15 May 2018 3:00 PM | Anonymous

By Anna Schwartz, Rita Obeid, and Kasey Powers 

Experimental Psychology aims to teach students the essential skills associated with evaluating, conducting, and communicating research findings. The course aims to satisfy two main learning objectives: to help students conduct valid research and help them communicate research findings effectively using APA style. In our experience, the course is typically viewed by students with dread because of the heavy emphasis on methods, statistics, and writing. Students complete labs on a variety of topics (e.g., naturalistic observation of human behavior on the subway, surveys of social media use and self-esteem, Stroop interference, implicit associations) and they generate a lot of data! Given the large number of labs (usually a minimum of six per semester), we asked ourselves, What we could do to help students communicate their findings without requiring full lab reports?  While communication is an important skill to develop in undergraduate students, having them write full lab reports for each of the studies is very time-consuming and frankly overwhelming for us to grade, given our heavy teaching loads and other obligations. With all this in mind, we asked, How can we modify the course so that students gain practice communicating their findings in a professional format, but without the pressure of writing lengthy papers?

The solution that we came up with is to have students work on posters that effectively serve as outlines for APA-formatted lab reports. Posters teach students how to organize their ideas, write a concise statement of research questions and study aims, identify and cite relevant source materials, summarize important points from previous literature, create graphic displays of research methods and results, and communicate the main findings (orally as well as in writing). Budding researchers often begin their careers presenting posters at conferences, yet coursework does not prepare them for them for this task.

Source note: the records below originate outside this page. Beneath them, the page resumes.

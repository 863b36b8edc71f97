use serde::{Deserialize, Serialize};
use validator::{Validate, ValidationError};

use crate::domain::{JobStatus, Schedule, ScheduleError, ServiceDate, TimeOfDay, TimeWindow};

pub const DEFAULT_PER_PAGE: u32 = 20;
pub const MAX_PER_PAGE: u32 = 100;

fn schedule_error(err: ScheduleError) -> ValidationError {
    let code = match err {
        ScheduleError::PartialSchedule => "partial_schedule",
        ScheduleError::EmptyWindow { .. } => "empty_window",
        ScheduleError::InvalidDate(_) | ScheduleError::InvalidTime(_) => "invalid_schedule",
    };
    let mut error = ValidationError::new(code);
    error.message = Some(err.to_string().into());
    error
}

fn check_schedule_parts(
    date: Option<ServiceDate>,
    start: Option<TimeOfDay>,
    end: Option<TimeOfDay>,
) -> Result<(), ValidationError> {
    Schedule::from_parts(date, start, end)
        .map(|_| ())
        .map_err(schedule_error)
}

/// Request body for creating a job
#[derive(Deserialize, Serialize, Debug, Validate)]
#[validate(schema(function = "validate_create_schedule", skip_on_field_errors = false))]
pub struct CreateJobRequest {
    #[validate(range(min = 1, message = "customer_id must be a positive id"))]
    pub customer_id: i32,

    #[validate(range(min = 1, message = "technician_id must be a positive id"))]
    pub technician_id: Option<i32>,

    pub scheduled_date: Option<ServiceDate>,
    pub start_time: Option<TimeOfDay>,
    pub end_time: Option<TimeOfDay>,

    #[validate(length(max = 2000, message = "Notes must be at most 2000 characters"))]
    pub notes: Option<String>,
}

fn validate_create_schedule(req: &CreateJobRequest) -> Result<(), ValidationError> {
    check_schedule_parts(req.scheduled_date, req.start_time, req.end_time)
}

impl CreateJobRequest {
    pub fn schedule(&self) -> Result<Option<Schedule>, ScheduleError> {
        Schedule::from_parts(self.scheduled_date, self.start_time, self.end_time)
    }
}

/// Request body replacing a job's assignment and schedule
#[derive(Deserialize, Serialize, Debug, Validate)]
#[validate(schema(function = "validate_reschedule", skip_on_field_errors = false))]
pub struct ScheduleJobRequest {
    #[validate(range(min = 1, message = "technician_id must be a positive id"))]
    pub technician_id: Option<i32>,

    pub scheduled_date: Option<ServiceDate>,
    pub start_time: Option<TimeOfDay>,
    pub end_time: Option<TimeOfDay>,
}

fn validate_reschedule(req: &ScheduleJobRequest) -> Result<(), ValidationError> {
    check_schedule_parts(req.scheduled_date, req.start_time, req.end_time)
}

impl ScheduleJobRequest {
    pub fn schedule(&self) -> Result<Option<Schedule>, ScheduleError> {
        Schedule::from_parts(self.scheduled_date, self.start_time, self.end_time)
    }
}

/// Request body for a status change
#[derive(Deserialize, Serialize, Debug, Validate)]
pub struct TransitionRequest {
    pub status: JobStatus,
}

/// Request body for completing a job
#[derive(Deserialize, Serialize, Debug, Default, Validate)]
pub struct CompleteJobRequest {
    #[validate(length(max = 2000, message = "Notes must be at most 2000 characters"))]
    pub notes: Option<String>,
}

/// Request body for previewing a technician's conflicts
///
/// Either time may be left out, in which case nothing can conflict.
#[derive(Deserialize, Serialize, Debug, Validate)]
#[validate(schema(function = "validate_preview_window", skip_on_field_errors = false))]
pub struct ConflictCheckRequest {
    #[validate(range(min = 1, message = "technician_id must be a positive id"))]
    pub technician_id: i32,
    pub scheduled_date: ServiceDate,
    pub start_time: Option<TimeOfDay>,
    pub end_time: Option<TimeOfDay>,
    pub exclude_job_id: Option<i32>,
}

fn validate_preview_window(req: &ConflictCheckRequest) -> Result<(), ValidationError> {
    match (req.start_time, req.end_time) {
        (Some(start), Some(end)) => TimeWindow::new(start, end).map(|_| ()).map_err(schedule_error),
        _ => Ok(()),
    }
}

/// Query string for job listing
#[derive(Deserialize, Serialize, Debug, Default, Validate)]
pub struct ListJobsQuery {
    pub status: Option<JobStatus>,

    #[validate(range(min = 1, message = "technician_id must be a positive id"))]
    pub technician_id: Option<i32>,

    pub date: Option<ServiceDate>,

    #[validate(range(min = 1, message = "page starts at 1"))]
    pub page: Option<u32>,

    #[validate(range(min = 1, max = 100, message = "per_page must be between 1 and 100"))]
    pub per_page: Option<u32>,
}

impl ListJobsQuery {
    pub fn page(&self) -> u32 {
        self.page.unwrap_or(1).max(1)
    }

    pub fn per_page(&self) -> u32 {
        self.per_page.unwrap_or(DEFAULT_PER_PAGE).clamp(1, MAX_PER_PAGE)
    }

    /// `(limit, offset)` for the requested page
    pub fn limit_offset(&self) -> (i64, i64) {
        let per_page = i64::from(self.per_page());
        (per_page, (i64::from(self.page()) - 1) * per_page)
    }
}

Two students are looking at a poster template on a computer screen.

The first question people (and students) ask us is “Do the students have to print all these posters?” No, we do not kill any trees! Instead, we have students pull up their posters on lab or laptop computers to get individualized peer and instructor feedback, and they make their final poster presentations using the overhead projector at the front of the classroom. To get students started, we show them examples of posters and provide a template that they can use. We talk about the different parts (i.e., abstract, background, methods, results, discussion, references) that need to be included as well as design elements like color, fonts, background, pictures, and graphics (i.e., tables and figures). One of us uses post-it notes to help students figure out how to arrange information to fit within dimensions of the poster, and then we have students go around the room to give each other feedback on what should go where.

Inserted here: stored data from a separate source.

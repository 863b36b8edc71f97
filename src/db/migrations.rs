use sqlx::{Pool, Postgres};
use tracing::info;

/// Run all pending database migrations
///
/// Migrations are embedded from the `migrations/` directory at compile time.
/// Safe to run repeatedly; sqlx records which versions are applied.
pub async fn run_migrations(pool: &Pool<Postgres>) -> Result<(), sqlx::migrate::MigrateError> {
    info!("Running database migrations...");

    sqlx::migrate!("./migrations")
        .run(pool)
        .await?;

    info!("Database migrations completed successfully");
    Ok(())
}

We have students generate multiple posters over the semester to scaffold the process of evaluating scientific research, developing various APA style skills (e.g., making a table, generating references), and creating and presenting scientific posters in front of an audience. By providing the students with multiple opportunities to generate reports of their findings, we can focus on one or two skills at a time to reduce cognitive load. An additional benefit of the multiple poster strategy is that students refine skills that are not traditionally targeted by experimental classes, such as advanced use of PowerPoint, which is an important professional skill. Students are grateful to use our template for their first poster, but, by the second time around, the students find poster templates that better fit their own styles. Giving students the opportunity to improve on the design of their posters generates a lot of excitement and pride, and we have seen enormous improvement in the quality of the posters over time as students get the knack of APA formatting. As one of our students said in an end-of-semester evaluation, “I liked the posters most in this course. After a while I got very used to doing them and once I had all my data and charts I had no problem completing the rest of the poster.

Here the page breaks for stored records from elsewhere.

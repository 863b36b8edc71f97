use service_jobs::api::job::service::ensure_transition;
use service_jobs::db::models::JobRow;
use service_jobs::domain::{
    can_transition, check_time_conflict, Job, JobStatus, JobWindow, ScheduleCandidate, ServiceDate,
    TimeOfDay,
};

fn t(s: &str) -> TimeOfDay {
    TimeOfDay::parse(s).unwrap()
}

fn stored_job(id: i32, status: &str, start: &str, end: &str) -> Job {
    let date = ServiceDate::parse("2024-06-01").unwrap().as_naive();
    let ts = date.and_hms_opt(7, 0, 0).unwrap();
    Job::try_from(JobRow {
        id,
        customer_id: 10,
        technician_id: Some(4),
        status: status.to_string(),
        scheduled_date: Some(date),
        start_time: Some(t(start).as_naive()),
        end_time: Some(t(end).as_naive()),
        notes: None,
        created_at: ts,
        updated_at: ts,
    })
    .unwrap()
}

#[test]
fn double_booking_warns_then_job_still_moves_forward_only() {
    let existing = stored_job(1, "scheduled", "13:00", "15:00");
    let active: Vec<JobWindow> = existing.scheduling_window().into_iter().collect();

    let proposed = ScheduleCandidate {
        technician_id: Some(4),
        date: Some(ServiceDate::parse("2024-06-01").unwrap()),
        start_time: Some(t("14:00")),
        end_time: Some(t("16:00")),
    };
    let check = check_time_conflict(&active, &proposed, None);
    assert!(check.has_conflict);
    assert_eq!(check.conflicting_job.as_ref().map(|j| j.id), Some(1));

    // The dispatcher proceeds anyway; the new job starts in `scheduled`.
    let mut new_job = stored_job(2, "scheduled", "14:00", "16:00");
    assert!(can_transition(new_job.status, JobStatus::InProgress));
    assert!(ensure_transition(&new_job, JobStatus::InProgress).is_ok());
    new_job.status = JobStatus::InProgress;

    assert!(!can_transition(new_job.status, JobStatus::Scheduled));
    let err = ensure_transition(&new_job, JobStatus::Scheduled).unwrap_err();
    assert_eq!(err.to_string(), "invalid status transition from in_progress to scheduled");
}

#[test]
fn editing_a_job_ignores_its_own_window() {
    let job = stored_job(5, "in_progress", "09:00", "10:00");
    let active: Vec<JobWindow> = job.scheduling_window().into_iter().collect();

    let same_slot = ScheduleCandidate {
        technician_id: job.technician_id,
        date: job.schedule.map(|s| s.date),
        start_time: Some(t("09:00")),
        end_time: Some(t("10:00")),
    };
    assert!(!check_time_conflict(&active, &same_slot, Some(job.id)).has_conflict);
    assert!(check_time_conflict(&active, &same_slot, None).has_conflict);
}

#[test]
fn back_to_back_visits_are_allowed() {
    let morning = stored_job(6, "scheduled", "09:00", "10:00");
    let active: Vec<JobWindow> = morning.scheduling_window().into_iter().collect();

    let next = ScheduleCandidate {
        technician_id: Some(4),
        date: ServiceDate::parse("2024-06-01").ok(),
        start_time: Some(t("10:00")),
        end_time: Some(t("11:00")),
    };
    assert!(!check_time_conflict(&active, &next, None).has_conflict);
}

The poster-making assignment also works well in a class where students conduct their own semester-long research projects and turn in an APA style paper as the final product. Since they have had repeated experiences with each of the core components of an APA style paper in poster form, they have a stronger concept of what should go into a full lab report. Having students work incrementally in developing pieces of their lab reports in the form of a poster (and setting weekly deadlines) helps them to organize and progress in writing the full written report. At the same time, it provides multiple opportunities for us to give feedback, which helps students better prepare for their end-of-semester oral presentations. During peer-feedback sessions, students walk around and learn about their classmates’ posters and projects, just as if they were at a conference. They get a sense of what a conference might be like and they get to practice communicating their results to others. The session is just like presenting at a mini-conference!

Two students are looking at a poster template on a computer screen. One is pointing at the screen.

One of the goals of the undergraduate major in Psychology is to teach students how to read and write APA formatted articles. As teachers of Experimental Psychology, we believe that making posters is a developmentally appropriate assignment for students in lab-based courses. Posters are useful in helping students to visualize information, pull together big ideas, and explain their research projects to others. It is really wonderful seeing students working hard to learn skills that they know will be useful in the workplace.